Simplified, Dynamically Linked DuckDB Python Bindings — Fast, simple, and free-threaded.

Python 3.12+ License: MIT


Overview

bareduckdb provides extensible and easy to build Python bindings to DuckDB using Cython.

  • Simple ~2k lines of C++ and ~2k lines of Python - easy to extend or customize
  • Arrow-first data conversion supporting Polars, PyArrow, and Pandas
  • Support for latest Python features Free threading, subinterpreters, ABI3 and asyncio
  • Dynamically linked to DuckDB's official library
  • Experimental Enhancements

Experimental Enhancements

  • Explicit Stream vs Materialization Modes - At connection & execution time, select whether you want materialized arrow_tables or streaming arrow_readers.
  • Arrow Deadlock Detection - certain use cases involving reuse of Arrow Readers can cause deadlocks
  • Table Statistics - Extracts and passes table statistics at registration time
  • Polars - No PyArrow Required - Polars can be read and produced without importing / installing PyArrow
  • Polars - Native LazyFrame Pushdown - whereas DuckDB collects() LazyFrames before pushdown, bareduckdb pushes down native Polars predicates
  • Inline Registration - bareduckdb.execute("query", data={...}) allows registration at call time
  • User Defined Table Functions - extracts UDTFs at parse time and executes registered functions
  • **Appender - Row by Row ** Exposes DuckDB's appender API for fast sequential writes to duckdb databases

Installation

From PyPI

pip install bareduckdb

From Source

git clone --recurse-submodules https://github.com/paultiq/bareduckdb.git
cd bareduckdb
uv sync -v # or: pip install -e .

Basic Usage

import bareduckdb

# Connect to in-memory database
conn = bareduckdb.connect()

# Execute query and get Arrow Table
result = conn.execute("SELECT 42 as answer").arrow_table()
print(result)

# Convert to Polars/Pandas/PyArrow
df_polars = conn.execute("SELECT * FROM range(100)").pl()
df_pandas = conn.execute("SELECT * FROM range(100)").df()

Async API

import asyncio
from bareduckdb.aio import connect_async

async def run_query():
    async with await connect_async() as conn:
        result = await conn.execute("SELECT * FROM generate_series(1, 1000)")
        return result

result = asyncio.run(run_query())

Polars Integration

import bareduckdb
import polars as pl

conn = bareduckdb.connect()

# Polars -> DuckDB (Arrow Capsule protocol)
df = pl.DataFrame({"a": [1, 2, 3], "b": [4, 5, 6]})
conn.register("my_table", df)

# DuckDB -> Polars (direct conversion)
result = conn.execute("SELECT * FROM my_table", output_type="polars")

Architecture

Design Principles

  1. Keep it in Python — Business logic lives in Python, not Cython/C++
  2. No GIL interaction from DuckDB threads — All Python operations happen before/after query execution
  3. Semantic Versioning — Strict stability guarantees
  4. Arrow-first — All data types map through Arrow's type system

Why Arrow-First?

By forcing all conversions through Arrow, bareduckdb achieves:

  • Consistent type mappings across Polars/Pandas/PyArrow
  • Reduced code complexity (no per-library conversion paths)
  • Better memory efficiency (zero-copy where possible)
  • Future-proof (Arrow is the lingua franca for columnar data)

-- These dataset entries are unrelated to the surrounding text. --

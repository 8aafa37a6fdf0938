//! Category Record

use serde::{Deserialize, Serialize};
use surrealdb::RecordId;
use validator::Validate;

use shared::DeliveryMode;

/// Category record. `name` is unique (index) and denormalized into items.
#[derive(Debug, Clone, Serialize, Deserialize)]
pub struct CategoryRecord {
    pub id: Option<RecordId>,
    pub name: String,
    #[serde(default)]
    pub image_url: String,
    #[serde(default)]
    pub display_order: i32,
    pub delivery_mode_default: DeliveryMode,
}

impl CategoryRecord {
    /// Plain record key (without the table prefix).
    pub fn key(&self) -> String {
        self.id
            .as_ref()
            .map(|id| id.key().to_string())
            .unwrap_or_default()
    }
}

/// Create category payload (admin action)
#[derive(Debug, Clone, Serialize, Deserialize, Validate)]
pub struct CategoryCreate {
    #[validate(length(min = 1, max = 64))]
    pub name: String,
    #[serde(default)]
    pub image_url: String,
    pub display_order: Option<i32>,
    pub delivery_mode_default: Option<DeliveryMode>,
}

/// Update category payload (admin action)
#[derive(Debug, Clone, Serialize, Deserialize, Validate)]
pub struct CategoryUpdate {
    #[validate(length(min = 1, max = 64))]
    pub name: Option<String>,
    pub image_url: Option<String>,
    pub display_order: Option<i32>,
    pub delivery_mode_default: Option<DeliveryMode>,
}
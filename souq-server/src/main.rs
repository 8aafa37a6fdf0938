use std::sync::Arc;

use souq_server::notify::TelegramChannel;
use souq_server::{Config, Server, ServerState, init_logger_with_file, print_banner};

#[tokio::main]
async fn main() -> anyhow::Result<()> {
    // 1. Environment and logging
    dotenv::dotenv().ok();
    let config = Config::from_env();
    std::fs::create_dir_all(&config.data_dir)?;
    init_logger_with_file(Some(&config.log_level), Some(&config.data_dir));

    print_banner();
    tracing::info!("souq server starting");

    // 2. State: store, services, Telegram transport
    let channel = Arc::new(TelegramChannel::new(config.bot_token.clone()));
    let state = ServerState::initialize_from_config(config.clone(), channel).await?;

    // 3. HTTP server (registers the webhook on startup)
    let server = Server::new(config, state);
    server.run().await?;

    Ok(())
}
//! Logging Infrastructure
//!
//! Structured logging setup with support for both development and production
//! environments.

use std::path::Path;

/// Initialize the logger
pub fn init_logger() {
    init_logger_with_file(None, None);
}

/// Initialize the logger with optional file output
pub fn init_logger_with_file(log_level: Option<&str>, log_dir: Option<&str>) {
    let level = log_level.unwrap_or("info");

    let subscriber = tracing_subscriber::fmt()
        .with_max_level(level.parse().unwrap_or(tracing::Level::INFO))
        .with_file(false)
        .with_line_number(false)
        .with_thread_ids(false)
        .with_target(false);

    // Add file output if log_dir is provided
    if let Some(dir) = log_dir {
        let log_path = Path::new(dir);
        if log_path.exists()
            && let Some(dir_str) = log_path.to_str()
        {
            let file_appender = tracing_appender::rolling::daily(dir_str, "souq-server");
            subscriber.with_writer(file_appender).init();
            return;
        }
    }

    subscriber.init();
}
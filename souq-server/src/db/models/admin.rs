//! Admin Record

use chrono::{DateTime, Utc};
use serde::{Deserialize, Serialize};
use surrealdb::RecordId;

/// Member of the dynamic admin set, keyed by Telegram user id.
///
/// The owner (`ADMIN_ID` from config) is always an admin regardless of this
/// table.
#[derive(Debug, Clone, Serialize, Deserialize)]
pub struct AdminRecord {
    pub id: Option<RecordId>,
    pub user_id: i64,
    #[serde(default)]
    pub name: String,
    pub added_by: i64,
    pub created_at: DateTime<Utc>,
}
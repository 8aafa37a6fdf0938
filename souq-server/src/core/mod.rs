//! Core module - server configuration, state, and startup
//!
//! - [`Config`] - server configuration
//! - [`ServerState`] - shared service references
//! - [`Server`] - HTTP server

pub mod config;
pub mod server;
pub mod state;

pub use config::Config;
pub use server::Server;
pub use state::ServerState;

Thread Safety & Free-Threading

Free-threading support (Python 3.13+):

  • No global locks in critical paths
  • DuckDB threads never acquire the GIL
  • Safe concurrent query execution in --disable-gil mode
  • Atomic operations for Arrow stream coordination

APIs

bareduckdb provides multiple API layers for different use cases:

1. Core API (bareduckdb.core)

Minimal, no-frills interface for maximum performance.

from bareduckdb.core import Connection
conn = Connection()
result = conn.execute("SELECT 1")

2. Async API (bareduckdb.aio)

Non-blocking operations with async/await.

from bareduckdb.aio import connect_async
conn = await connect_async()
result = await conn.execute("SELECT 1")

3. Compatibility API (bareduckdb.compat)

Familiar interface similar to duckdb-python (with intentional differences).

import bareduckdb
conn = bareduckdb.connect()
result = conn.sql("SELECT 1")  # Eager execution

4. DBAPI 2.0 (bareduckdb.dbapi)

Standard Python database interface for compatibility with tools like SQLAlchemy.

from bareduckdb.dbapi import connect
conn = connect()
cursor = conn.cursor()
cursor.execute("SELECT 1")

Key Differences

Experimental Features

When pyarrow is installed, two experimental features are available -

Arrow Statistics and Cardinality

In duckdb-python, Arrow Tables, Readers and Capsules are all converted to Streams via DataSet->Scanner->Reader. These Streams have no cardinality (number of rows) nor statistics (such as: min max, number of distinct values, contains nulls).

Cardinality is used at determining whether to use TopN, which significantly speeds up (w/ less memory) "order by X limit N" queries when N is small relative to size of table. Statistics are used for query planning by the optimizer.

In bareduckdb, Arrow Tables are registered directly (as Tables, not Streams) and used by arrow_scan_dataset which can then retrieve cardinality and column level statistics.

Statistics Options:

The register() method accepts a statistics parameter to control which columns have statistics computed:

import bareduckdb

conn = bareduckdb.connect()

# No statistics (fastest registration, default)
conn.register("table", df, statistics=None)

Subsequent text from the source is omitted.